Outro zumbido, Shangguan Yanmin não aguentava mais. Tapou os ouvidos com força:
— Vocês dois, alguém tem um isqueiro? Vou acender a luz.
— ...Detetive, se eu disser que a luz está acesa, acredita?
— ...Detetive, se eu disser que você está cega, acredita?
— O quê? — Shangguan Yanmin só ouviu “detetive”, então outro zumbido.
— Detetive, já se vingou?
— Detetive.
— Detetive.
...
— Detetive...
Uma voz ecoava ao redor de Shangguan Yanmin, que começou a temer aqueles sons... Aos poucos, sentiu-se tonta, as vozes continuavam e, por fim, sem forças, caiu no chão.
Os dois pobres traficantes de crianças olhavam atônitos para a detetive da Agência de Esclarecimento de YN desfalecida... e ficaram acuados.
Um deles disse:
— Mano, tô com medo.
O outro respondeu:
— Não me chama de mano, você é que é meu mano, vai você.
— Estou com medo.
— Eu também.
Do lado de fora, Lan Qingyan e Qi Yue ainda não conseguiam ligar para Shangguan Yanmin.
Lan Qingyan suspirou e disse a Qi Yue:
— Esquece o jantar, vamos arrombar a porta.
As duas começaram a forçar a entrada...
— Me arrependo de ter comprado uma porta tão resistente — comentou Qi Yue.
05:30
O celular de Lan Qingyan estava quase sem bateria:
— Não dá mais para ligar. Vou procurar um cano de ferro no galpão abandonado ali perto.

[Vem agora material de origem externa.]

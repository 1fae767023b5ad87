//! Best-effort desktop notifications.
//!
//! A [`NotificationSink`] is the platform capability: it either shows a
//! notification or reports why it could not. [`Notifier`] wraps a sink with
//! the reminder wording and swallows every failure after logging it.

use std::{future::Future, process::Stdio, time::Duration};

use tokio::process::Command;

use crate::error::NotificationError;

/// Title used when none is configured.
pub const DEFAULT_TITLE: &str = "Medicine Reminder";

/// How long a notification stays on screen when none is configured.
pub const DEFAULT_TIMEOUT: Duration = Duration::from_secs(10);

/// One notification, ready for a sink.
#[derive(Debug, Clone, PartialEq, Eq)]
pub struct Notification {
  pub title:   String,
  pub body:    String,
  pub timeout: Duration,
}

// ─── Sinks ───────────────────────────────────────────────────────────────────

/// A platform notification capability.
pub trait NotificationSink: Send + Sync {
  fn show<'a>(
    &'a self,
    notification: &'a Notification,
  ) -> impl Future<Output = Result<(), NotificationError>> + Send + 'a;
}

/// Shows notifications by running the platform's notifier program:
/// `notify-send` on Linux and the BSDs, `osascript` on macOS.
#[derive(Debug, Clone)]
pub struct CommandSink {
  app_name: String,
}

impl CommandSink {
  pub fn new(app_name: impl Into<String>) -> Self { Self { app_name: app_name.into() } }
}

impl Default for CommandSink {
  fn default() -> Self { Self::new("pillbox") }
}

impl NotificationSink for CommandSink {
  async fn show(&self, notification: &Notification) -> Result<(), NotificationError> {
    let (program, mut command) = platform_command(&self.app_name, notification)?;

    let output = command
      .stdin(Stdio::null())
      .kill_on_drop(true)
      .output()
      .await
      .map_err(|source| NotificationError::Spawn { program, source })?;

    if !output.status.success() {
      return Err(NotificationError::Failed {
        program,
        status: output.status,
        stderr: String::from_utf8_lossy(&output.stderr).trim().to_owned(),
      });
    }
    Ok(())
  }
}

#[cfg(target_os = "macos")]
fn platform_command(
  _app_name:    &str,
  notification: &Notification,
) -> Result<(&'static str, Command), NotificationError> {
  let script = format!(
    "display notification {} with title {}",
    applescript_string(&notification.body),
    applescript_string(&notification.title),
  );
  let mut command = Command::new("osascript");
  command.arg("-e").arg(script);
  Ok(("osascript", command))
}

#[cfg(windows)]
fn platform_command(
  _app_name:     &str,
  _notification: &Notification,
) -> Result<(&'static str, Command), NotificationError> {
  Err(NotificationError::Unsupported)
}

#[cfg(not(any(target_os = "macos", windows)))]
fn platform_command(
  app_name:     &str,
  notification: &Notification,
) -> Result<(&'static str, Command), NotificationError> {
  let mut command = Command::new("notify-send");
  command
    .arg(format!("--app-name={app_name}"))
    .arg(format!("--expire-time={}", notification.timeout.as_millis()))
    .arg("--")
    .arg(&notification.title)
    .arg(&notification.body);
  Ok(("notify-send", command))
}

/// Quote `s` as an AppleScript string literal.
#[cfg_attr(not(target_os = "macos"), allow(dead_code))]
fn applescript_string(s: &str) -> String {
  let escaped = s.replace('\\', "\\\\").replace('"', "\\\"");
  format!("\"{escaped}\"")
}

/// Writes notifications to the log instead of the desktop. Never fails.
#[derive(Debug, Clone, Copy, Default)]
pub struct LogSink;

impl NotificationSink for LogSink {
  async fn show(&self, notification: &Notification) -> Result<(), NotificationError> {
    tracing::info!(title = %notification.title, "{}", notification.body);
    Ok(())
  }
}

/// A sink chosen at runtime.
#[derive(Debug, Clone)]
pub enum Sink {
  Command(CommandSink),
  Log(LogSink),
}

impl NotificationSink for Sink {
  async fn show(&self, notification: &Notification) -> Result<(), NotificationError> {
    match self {
      Sink::Command(sink) => sink.show(notification).await,
      Sink::Log(sink) => sink.show(notification).await,
    }
  }
}

// ─── Notifier ────────────────────────────────────────────────────────────────

/// Fire-and-forget reminder notifications.
#[derive(Debug, Clone)]
pub struct Notifier<K> {
  sink:    K,
  title:   String,
  timeout: Duration,
}

impl<K: NotificationSink> Notifier<K> {
  pub fn new(sink: K) -> Self {
    Self { sink, title: DEFAULT_TITLE.to_owned(), timeout: DEFAULT_TIMEOUT }
  }

  pub fn with_title(mut self, title: impl Into<String>) -> Self {
    self.title = title.into();
    self
  }

  pub fn with_timeout(mut self, timeout: Duration) -> Self {
    self.timeout = timeout;
    self
  }

  pub fn sink(&self) -> &K { &self.sink }

  /// The notification shown for `medicine_name`.
  pub fn message(&self, medicine_name: &str) -> Notification {
    Notification {
      title:   self.title.clone(),
      body:    format!("Time to take your medicine: {medicine_name}"),
      timeout: self.timeout,
    }
  }

  /// Show a reminder for `medicine_name`.
  ///
  /// Failures are logged together with a plain-text fallback line and never
  /// returned.
  pub async fn notify(&self, medicine_name: &str) {
    let notification = self.message(medicine_name);
    if let Err(error) = self.sink.show(&notification).await {
      tracing::warn!(%error, medicine = medicine_name, "failed to deliver notification");
      tracing::warn!("REMINDER: {medicine_name} is due now!");
    }
  }
}
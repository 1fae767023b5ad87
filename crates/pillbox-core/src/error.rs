//! Error types for `pillbox-core`.
//!
//! Every variant is a validation failure: bad user input caught before any
//! store call is made.

use thiserror::Error;

#[derive(Debug, Error, PartialEq, Eq)]
pub enum Error {
  #[error("medicine name must not be empty")]
  EmptyName,

  #[error("invalid date {0:?}: expected YYYY-MM-DD")]
  InvalidDate(String),

  #[error("invalid time {0:?}: expected HH:MM AM/PM")]
  InvalidTime(String),
}

pub type Result<T, E = Error> = std::result::Result<T, E>;
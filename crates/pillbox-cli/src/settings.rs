//! Runtime settings, layered from an optional TOML file and `PILLBOX_*`
//! environment variables.
//!
//! Nested keys use a double underscore in the environment, e.g.
//! `PILLBOX_NOTIFICATION__BACKEND=log`.

use std::{
  path::{Path, PathBuf},
  time::Duration,
};

use anyhow::{Context as _, bail};
use pillbox_reminder::{CommandSink, LogSink, Notifier, Sink, notifier};
use serde::Deserialize;

// ─── Configuration ────────────────────────────────────────────────────────────

#[derive(Debug, Clone, Deserialize)]
#[serde(default)]
pub struct Settings {
  /// SQLite database file. A leading `~` is expanded.
  pub db_path:            PathBuf,
  pub poll_interval_secs: u64,
  pub notification:       NotificationSettings,
}

#[derive(Debug, Clone, Deserialize)]
#[serde(default)]
pub struct NotificationSettings {
  pub backend:      NotificationBackend,
  pub title:        String,
  pub timeout_secs: u64,
}

/// Where notifications go.
#[derive(Debug, Clone, Copy, PartialEq, Eq, Default, Deserialize)]
#[serde(rename_all = "lowercase")]
pub enum NotificationBackend {
  /// The desktop, via the platform notifier program.
  #[default]
  Command,
  /// The log only.
  Log,
}

impl Default for Settings {
  fn default() -> Self {
    Self {
      db_path:            PathBuf::from("medicine_reminder.db"),
      poll_interval_secs: pillbox_reminder::DEFAULT_POLL_INTERVAL.as_secs(),
      notification:       NotificationSettings::default(),
    }
  }
}

impl Default for NotificationSettings {
  fn default() -> Self {
    Self {
      backend:      NotificationBackend::default(),
      title:        notifier::DEFAULT_TITLE.to_owned(),
      timeout_secs: notifier::DEFAULT_TIMEOUT.as_secs(),
    }
  }
}

impl Settings {
  /// Read `path` (if it exists) and the environment.
  pub fn load(path: &Path) -> anyhow::Result<Self> {
    let settings: Settings = config::Config::builder()
      .add_source(config::File::from(path).required(false))
      .add_source(
        config::Environment::with_prefix("PILLBOX")
          .prefix_separator("_")
          .separator("__")
          .try_parsing(true),
      )
      .build()
      .context("failed to read config file")?
      .try_deserialize()
      .context("failed to deserialise settings")?;

    settings.validate()?;
    Ok(settings)
  }

  fn validate(&self) -> anyhow::Result<()> {
    if self.poll_interval_secs == 0 {
      bail!("poll_interval_secs must be greater than zero");
    }
    if self.db_path.as_os_str().is_empty() {
      bail!("db_path must not be empty");
    }
    Ok(())
  }

  pub fn poll_interval(&self) -> Duration { Duration::from_secs(self.poll_interval_secs) }

  /// The database path with a leading `~` resolved against `$HOME`.
  pub fn store_path(&self) -> PathBuf {
    let home = std::env::var_os("HOME").map(PathBuf::from);
    expand_home(&self.db_path, home.as_deref())
  }
}

impl NotificationSettings {
  pub fn notifier(&self) -> Notifier<Sink> {
    let sink = match self.backend {
      NotificationBackend::Command => Sink::Command(CommandSink::default()),
      NotificationBackend::Log => Sink::Log(LogSink),
    };
    Notifier::new(sink)
      .with_title(&self.title)
      .with_timeout(Duration::from_secs(self.timeout_secs))
  }
}

/// Resolve a leading `~` component against `home`. Paths like `~user/x` are
/// not expanded, and nothing changes when there is no home directory.
fn expand_home(path: &Path, home: Option<&Path>) -> PathBuf {
  match (path.strip_prefix("~"), home) {
    (Ok(rest), Some(home)) => home.join(rest),
    _ => path.to_path_buf(),
  }
}
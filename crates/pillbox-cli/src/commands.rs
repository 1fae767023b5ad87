//! Subcommand implementations.
//!
//! Each command validates its input before touching the store, and writes
//! user-facing output to `out` so it can be captured in tests.

use std::{io::Write, sync::Arc, time::Duration};

use anyhow::{Context as _, Result, anyhow};
use chrono::Local;
use pillbox_core::{
  NewReminder, Reminder, ReminderStore,
  reminder::sort_chronologically,
  time::{DATE_FORMAT, parse_due_stamp},
};
use pillbox_reminder::{FixedClock, NotificationSink, Notifier, Poller};
use tokio_util::sync::CancellationToken;

/// Today's local date as `YYYY-MM-DD`.
pub fn today() -> String { Local::now().date_naive().format(DATE_FORMAT).to_string() }

// ─── Writes ───────────────────────────────────────────────────────────────────

pub async fn add<S: ReminderStore>(
  store: &S,
  out:   &mut impl Write,
  name:  &str,
  date:  &str,
  time:  &str,
) -> Result<i64> {
  let input = NewReminder::parse(name, date, time)?;
  let id = store.add(&input).await.context("could not add medicine")?;

  writeln!(
    out,
    "Added reminder #{id}: {} on {} at {}",
    input.name(),
    input.date(),
    input.time()
  )?;
  Ok(id)
}

/// Returns `false` when `id` did not exist; that is reported, not an error.
/// Without `date` the reminder keeps the date it already has.
pub async fn update<S: ReminderStore>(
  store: &S,
  out:   &mut impl Write,
  id:    i64,
  name:  &str,
  date:  Option<&str>,
  time:  &str,
) -> Result<bool> {
  let date = match date {
    Some(date) => date.to_owned(),
    None => match store
      .get(id)
      .await
      .with_context(|| format!("could not read reminder #{id}"))?
    {
      Some(row) => row.date,
      None => {
        // Bad input is still an error when there is nothing to update.
        NewReminder::parse(name, &today(), time)?;
        writeln!(out, "No reminder #{id}; nothing updated")?;
        return Ok(false);
      }
    },
  };

  let input = NewReminder::parse(name, &date, time)?;
  let found = store
    .update(id, &input)
    .await
    .with_context(|| format!("could not update reminder #{id}"))?;

  if found {
    writeln!(out, "Updated reminder #{id}")?;
  } else {
    writeln!(out, "No reminder #{id}; nothing updated")?;
  }
  Ok(found)
}

pub async fn delete<S: ReminderStore>(store: &S, out: &mut impl Write, id: i64) -> Result<bool> {
  let found = store
    .delete(id)
    .await
    .with_context(|| format!("could not delete reminder #{id}"))?;

  if found {
    writeln!(out, "Deleted reminder #{id}")?;
  } else {
    writeln!(out, "No reminder #{id}; nothing deleted")?;
  }
  Ok(found)
}

// ─── Reads ────────────────────────────────────────────────────────────────────

pub async fn list<S: ReminderStore>(
  store:         &S,
  out:           &mut impl Write,
  chronological: bool,
  json:          bool,
) -> Result<()> {
  let mut reminders = store.list_all().await.context("could not list reminders")?;
  if chronological {
    sort_chronologically(&mut reminders);
  }

  if json {
    serde_json::to_writer_pretty(&mut *out, &reminders)?;
    writeln!(out)?;
  } else {
    write_table(out, &reminders)?;
  }
  Ok(())
}

fn write_table(out: &mut impl Write, reminders: &[Reminder]) -> std::io::Result<()> {
  if reminders.is_empty() {
    return writeln!(out, "No reminders.");
  }

  let id_width = reminders
    .iter()
    .map(|r| r.id.to_string().len())
    .max()
    .unwrap_or(0)
    .max("ID".len());
  let name_width = reminders
    .iter()
    .map(|r| r.name.chars().count())
    .max()
    .unwrap_or(0)
    .max("Medicine".len());

  writeln!(out, "{:>id_width$}  {:<name_width$}  {:<10}  Time", "ID", "Medicine", "Date")?;
  for r in reminders {
    writeln!(
      out,
      "{:>id_width$}  {:<name_width$}  {:<10}  {}",
      r.id, r.name, r.date, r.time
    )?;
  }
  Ok(())
}

// ─── Polling ──────────────────────────────────────────────────────────────────

/// Run one due check, either for the current minute or for the stamp in `at`
/// (`YYYY-MM-DD HH:MM AM/PM`).
pub async fn due<S, K>(
  store:    Arc<S>,
  notifier: Notifier<K>,
  out:      &mut impl Write,
  at:       Option<&str>,
) -> Result<usize>
where
  S: ReminderStore,
  K: NotificationSink,
{
  let poller = Poller::new(store, notifier);
  let count = match at {
    Some(stamp) => {
      let at = parse_due_stamp(stamp)
        .ok_or_else(|| anyhow!("invalid time {stamp:?}: expected YYYY-MM-DD HH:MM AM/PM"))?;
      poller.with_clock(FixedClock(at)).check_once().await
    }
    None => poller.check_once().await,
  }
  .context("due check failed")?;

  writeln!(out, "{count} reminder(s) due")?;
  Ok(count)
}

/// Run the poller in the background until Ctrl-C, then stop it and wait for
/// it to finish.
pub async fn watch<S, K>(store: Arc<S>, notifier: Notifier<K>, interval: Duration) -> Result<()>
where
  S: ReminderStore + 'static,
  K: NotificationSink + 'static,
{
  let shutdown = CancellationToken::new();
  let poller = Poller::new(store, notifier)
    .with_interval(interval)
    .spawn(shutdown.clone());

  let signal = tokio::signal::ctrl_c().await;
  tracing::info!("shutting down");
  shutdown.cancel();

  poller.await.context("poller task failed")?;
  signal.context("failed to listen for Ctrl-C")?;
  Ok(())
}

— Tá. — respondeu Qi Yue distraída, já pedindo comida pelo aplicativo. — Mais uma refeição perdida, nem jantar... quer dizer, café da manhã.
Lan Qingyan achou dois canos de ferro:
— Qi Yue, achei estranho aquele galpão abandonado.
— Você acha tudo estranho.
— ... — Lan Qingyan ficou sem palavras. — Vamos quebrar o vidro.
Em pouco tempo, conseguiram estilhaçar o vidro, embora Qi Yue tenha machucado a mão.
Entraram rapidamente na sala de interrogatório.
— Shangguan Yanmin?! — Lan Qingyan foi a primeira a ver Shangguan Yanmin caída no chão.
— Shangguan Yanmin, o que aconteceu?! — Qi Yue correu para ajudá-la.
— O que houve? — Lan Qingyan apagou a luz e interrogou os dois pobres traficantes, que nada sabiam.
— Eu, eu... não sei — gaguejou um deles.
— A luz estava acesa, mas ela queria que achássemos algo para acender uma vela.
— Qi Yue, vamos levar ela ao hospital.